The trick is that you can only absorb energy from a tree, boulder or robot (when teleporting, it always pays to absorb the robot that you’ve teleported from) if you can see the square that it’s standing on. You must therefore work to increase your height, opening up lush new fields of tree-energy to mine. All the while, the Sentinel does the same thing; it absorbs energy from all bounders and robots it can see (including you), and uses it to create new trees at random places around the level. I loved this aspect of the game; it satisfies the first law of thermodynamics!
You can imagine how gut-wrenching it can be playing a level, with the gaze of the Sentinel upon you, watching your energy slowly drain away while you frantically scramble to create a new robot in a safe location, teleporting there only to watch your former self transform from robot to boulder to tree as the Sentinel consumes its energy.
Things get worse. If the Sentinel can see you, but not the square that you stand upon, then it transforms a nearby tree into a Meanie, which, when it rotates to face you, forces you to hyperspace. This consumes three units of energy, and transports you to a random square on the level that is lower than the one you were standing on. You could also initiate a hyperspace yourself, as a last-ditch attempt to avoid the full gaze of the Sentinel.
Victory was sweet. Standing above the Sentinel, immune to its gaze, you’d spend some time gloating before absorbing its energy to win the level. You’d then go on to a harder level, with the exact level number determined by the amount of energy you had remaining (so you’d jump more levels if you finished with more energy to spare). And because the levels were procedurally generated, there was no need to save the game. You’d simply write down theĀ 8-digit code for the level you were on, and type it in the next time you wanted to resume your game (or, sneakily, try to reverse-engineer the algorithm, or enter level codes that you’d got from a friend at school, or seen printed in a magazine).
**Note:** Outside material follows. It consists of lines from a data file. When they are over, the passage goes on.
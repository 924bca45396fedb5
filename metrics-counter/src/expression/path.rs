//! A small JSONPath dialect used by the `#jsonPath(...)` expression function.
//!
//! Supported syntax: the `$` root, `.name` and `['name']` child access, `[n]` array indexing, `[*]` / `.*` wildcards,
//! and `..name` / `..*` recursive descent.
//!
//! A path that only uses child access and indexing is "definite" and resolves to a single value, or `null` when nothing
//! matches. Any wildcard or recursive descent makes the path indefinite, and it resolves to an array of every match in
//! document order.

use serde_json::Value;

use super::ParseError;

#[derive(Clone, Debug, PartialEq)]
enum Step {
    Child(String),
    Index(usize),
    Wildcard,
    Descendant(String),
    DescendantWildcard,
}

impl Step {
    fn is_definite(&self) -> bool {
        matches!(self, Step::Child(_) | Step::Index(_))
    }
}

/// A parsed JSONPath.
#[derive(Clone, Debug, PartialEq)]
pub(crate) struct JsonPath {
    steps: Vec<Step>,
}

impl JsonPath {
    pub fn parse(path: &str) -> Result<JsonPath, ParseError> {
        let invalid = |offset: usize, reason: &str| ParseError::new(path, offset, reason);

        let chars = path.char_indices().collect::<Vec<_>>();
        let at = |i: usize| chars.get(i).map(|(_, c)| *c);
        let offset = |i: usize| chars.get(i).map_or(path.len(), |(o, _)| *o);

        if at(0) != Some('$') {
            return Err(invalid(0, "path must start with `$`"));
        }

        let mut steps = Vec::new();
        let mut i = 1;
        while i < chars.len() {
            match at(i) {
                Some('.') if at(i + 1) == Some('.') => {
                    i += 2;
                    if at(i) == Some('*') {
                        steps.push(Step::DescendantWildcard);
                        i += 1;
                    } else {
                        let start = i;
                        while at(i).is_some_and(is_name_char) {
                            i += 1;
                        }
                        if start == i {
                            return Err(invalid(offset(i), "expected a field name after `..`"));
                        }
                        steps.push(Step::Descendant(collect(&chars[start..i])));
                    }
                }
                Some('.') => {
                    i += 1;
                    if at(i) == Some('*') {
                        steps.push(Step::Wildcard);
                        i += 1;
                    } else {
                        let start = i;
                        while at(i).is_some_and(is_name_char) {
                            i += 1;
                        }
                        if start == i {
                            return Err(invalid(offset(i), "expected a field name after `.`"));
                        }
                        steps.push(Step::Child(collect(&chars[start..i])));
                    }
                }
                Some('[') => {
                    i += 1;
                    match at(i) {
                        Some('*') => {
                            steps.push(Step::Wildcard);
                            i += 1;
                        }
                        Some(quote @ ('\'' | '"')) => {
                            i += 1;
                            let start = i;
                            while at(i).is_some_and(|c| c != quote) {
                                i += 1;
                            }
                            if at(i).is_none() {
                                return Err(invalid(offset(start), "unterminated quoted field name"));
                            }
                            steps.push(Step::Child(collect(&chars[start..i])));
                            i += 1;
                        }
                        Some(c) if c.is_ascii_digit() => {
                            let start = i;
                            while at(i).is_some_and(|c| c.is_ascii_digit()) {
                                i += 1;
                            }
                            let index = collect(&chars[start..i])
                                .parse()
                                .map_err(|_| invalid(offset(start), "array index out of range"))?;
                            steps.push(Step::Index(index));
                        }
                        _ => return Err(invalid(offset(i), "expected `*`, a quoted name or an index")),
                    }
                    if at(i) != Some(']') {
                        return Err(invalid(offset(i), "expected `]`"));
                    }
                    i += 1;
                }
                _ => return Err(invalid(offset(i), "expected `.`, `..` or `[`")),
            }
        }

        Ok(JsonPath { steps })
    }

    /// Whether the path always resolves to at most one value.
    pub fn is_definite(&self) -> bool {
        self.steps.iter().all(Step::is_definite)
    }

    /// Resolves the path against the given document.
    pub fn query(&self, document: &Value) -> Value {
        let mut current = vec![document];
        for step in &self.steps {
            let mut next = Vec::new();
            for node in current {
                apply(step, node, &mut next);
            }
            current = next;
        }

        if self.is_definite() {
            current.first().map_or(Value::Null, |v| (*v).clone())
        } else {
            Value::Array(current.into_iter().cloned().collect())
        }
    }
}

fn is_name_char(c: char) -> bool {
    c.is_alphanumeric() || c == '_' || c == '-' || c == '$' || c == '@'
}

fn collect(chars: &[(usize, char)]) -> String {
    chars.iter().map(|(_, c)| *c).collect()
}

fn apply<'a>(step: &Step, node: &'a Value, out: &mut Vec<&'a Value>) {
    match step {
        Step::Child(name) => {
            if let Some(value) = node.as_object().and_then(|fields| fields.get(name)) {
                out.push(value);
            }
        }
        Step::Index(index) => {
            if let Some(value) = node.as_array().and_then(|items| items.get(*index)) {
                out.push(value);
            }
        }
        Step::Wildcard => children(node, out),
        Step::Descendant(name) => descend(node, &mut |value| {
            if let Some(found) = value.as_object().and_then(|fields| fields.get(name)) {
                out.push(found);
            }
        }),
        Step::DescendantWildcard => descend(node, &mut |value| children(value, out)),
    }
}

fn children<'a>(node: &'a Value, out: &mut Vec<&'a Value>) {
    match node {
        Value::Object(fields) => out.extend(fields.values()),
        Value::Array(items) => out.extend(items.iter()),
        _ => {}
    }
}

// Visits the node and then every nested value below it, depth first.
fn descend<'a, F>(node: &'a Value, visit: &mut F)
where
    F: FnMut(&'a Value),
{
    visit(node);
    match node {
        Value::Object(fields) => fields.values().for_each(|child| descend(child, visit)),
        Value::Array(items) => items.iter().for_each(|child| descend(child, visit)),
        _ => {}
    }
}
//! Pipeline stages built on top of [`CounterService`].
//!
//! A [`CounterSink`] counts messages and goes no further, while a [`CounterProcessor`] counts messages and forwards
//! them, unchanged, to the next stage. Both can be driven directly, one message at a time, or run as a worker over a
//! pair of channels.

use std::{io, sync::Arc, thread::JoinHandle};

use crossbeam_channel::{Receiver, Sender};
use thiserror::Error;
use tracing::{debug, warn};

use crate::{
    message::Message,
    service::{CountError, CounterService},
};

/// What a running stage does with a message that could not be counted.
#[derive(Clone, Copy, Debug, Default, PartialEq, Eq)]
pub enum ErrorPolicy {
    /// Log the error, drop the message, and carry on with the next one.
    #[default]
    Skip,

    /// Stop the stage and return the error.
    Halt,
}

/// Errors that stop a running stage.
#[derive(Debug, Error)]
pub enum StageError {
    /// A message could not be counted, and the stage was configured to halt.
    #[error("stopped on a message that could not be counted: {0}")]
    Count(#[from] CountError),

    /// The downstream channel was disconnected while forwarding a message.
    #[error("downstream channel disconnected")]
    Disconnected,

    /// Failed to spawn the worker thread.
    #[error("failed to spawn stage worker thread: {0}")]
    Spawn(#[from] io::Error),
}

/// Outcome of a stage that ran until its input was closed.
#[derive(Clone, Copy, Debug, Default, PartialEq, Eq)]
pub struct StageSummary {
    /// Messages that were counted.
    pub counted: u64,

    /// Messages that could not be counted and were dropped.
    pub skipped: u64,
}

fn drive<F>(
    service: &CounterService,
    policy: ErrorPolicy,
    input: &Receiver<Message>,
    mut forward: F,
) -> Result<StageSummary, StageError>
where
    F: FnMut(Message) -> Result<(), StageError>,
{
    let mut summary = StageSummary::default();
    for message in input.iter() {
        match service.record(&message) {
            Ok(()) => {
                summary.counted += 1;
                forward(message)?;
            }
            Err(e) => match policy {
                ErrorPolicy::Skip => {
                    summary.skipped += 1;
                    warn!(error = %e, "Dropping message that could not be counted.");
                }
                ErrorPolicy::Halt => return Err(e.into()),
            },
        }
    }

    debug!(counted = summary.counted, skipped = summary.skipped, "Input closed, stopping stage.");
    Ok(summary)
}

/// A terminal stage that counts every message it receives.
pub struct CounterSink {
    service: Arc<CounterService>,
    policy: ErrorPolicy,
}

impl CounterSink {
    /// Creates a sink that counts with the given service.
    pub fn new(service: Arc<CounterService>) -> Self {
        CounterSink { service, policy: ErrorPolicy::default() }
    }

    /// Sets what happens to messages that cannot be counted when the sink is running.
    ///
    /// Defaults to [`ErrorPolicy::Skip`].
    #[must_use]
    pub fn with_error_policy(mut self, policy: ErrorPolicy) -> Self {
        self.policy = policy;
        self
    }

    /// Counts a single message.
    ///
    /// # Errors
    ///
    /// If the message cannot be counted, an error is returned.
    pub fn consume(&self, message: Message) -> Result<(), CountError> {
        self.service.record(&message)
    }

    /// Counts messages from `input` until it is closed.
    ///
    /// # Errors
    ///
    /// If a message cannot be counted and the error policy is [`ErrorPolicy::Halt`], the error is returned.
    pub fn run(&self, input: &Receiver<Message>) -> Result<StageSummary, StageError> {
        drive(&self.service, self.policy, input, |_| Ok(()))
    }

    /// Runs the sink on a dedicated thread.
    ///
    /// # Errors
    ///
    /// If the thread cannot be spawned, an error is returned.
    pub fn spawn(
        self,
        input: Receiver<Message>,
    ) -> Result<JoinHandle<Result<StageSummary, StageError>>, StageError> {
        debug!("Starting counter sink.");
        let handle = std::thread::Builder::new()
            .name("metrics-counter-sink".to_string())
            .spawn(move || self.run(&input))?;
        Ok(handle)
    }
}

/// A pass-through stage that counts every message and forwards it unchanged.
pub struct CounterProcessor {
    service: Arc<CounterService>,
    policy: ErrorPolicy,
}

impl CounterProcessor {
    /// Creates a processor that counts with the given service.
    pub fn new(service: Arc<CounterService>) -> Self {
        CounterProcessor { service, policy: ErrorPolicy::default() }
    }

    /// Sets what happens to messages that cannot be counted when the processor is running.
    ///
    /// Skipped messages are not forwarded. Defaults to [`ErrorPolicy::Skip`].
    #[must_use]
    pub fn with_error_policy(mut self, policy: ErrorPolicy) -> Self {
        self.policy = policy;
        self
    }

    /// Counts a single message and hands it back unchanged.
    ///
    /// # Errors
    ///
    /// If the message cannot be counted, an error is returned.
    pub fn process(&self, message: Message) -> Result<Message, CountError> {
        self.service.count(message)
    }

    /// Counts messages from `input`, forwarding each to `output`, until `input` is closed.
    ///
    /// # Errors
    ///
    /// If `output` is disconnected, or a message cannot be counted and the error policy is [`ErrorPolicy::Halt`], an
    /// error is returned.
    pub fn run(
        &self,
        input: &Receiver<Message>,
        output: &Sender<Message>,
    ) -> Result<StageSummary, StageError> {
        drive(&self.service, self.policy, input, |message| {
            output.send(message).map_err(|_| StageError::Disconnected)
        })
    }

    /// Runs the processor on a dedicated thread.
    ///
    /// # Errors
    ///
    /// If the thread cannot be spawned, an error is returned.
    pub fn spawn(
        self,
        input: Receiver<Message>,
        output: Sender<Message>,
    ) -> Result<JoinHandle<Result<StageSummary, StageError>>, StageError> {
        debug!("Starting counter processor.");
        let handle = std::thread::Builder::new()
            .name("metrics-counter-processor".to_string())
            .spawn(move || self.run(&input, &output))?;
        Ok(handle)
    }
}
Later levels featured Sentries, which had all of the power of the Sentinel, but which stood on lower squares around the level. This made things even more frenetic.
Zzap!64, the premier games magazine at the time, refused to award The Sentinel a score in its review of the game, stating that such a wholly original game is in a class of its own, and therefore defies rating. Over twenty years later this is still the case. Everyone should play this classic game.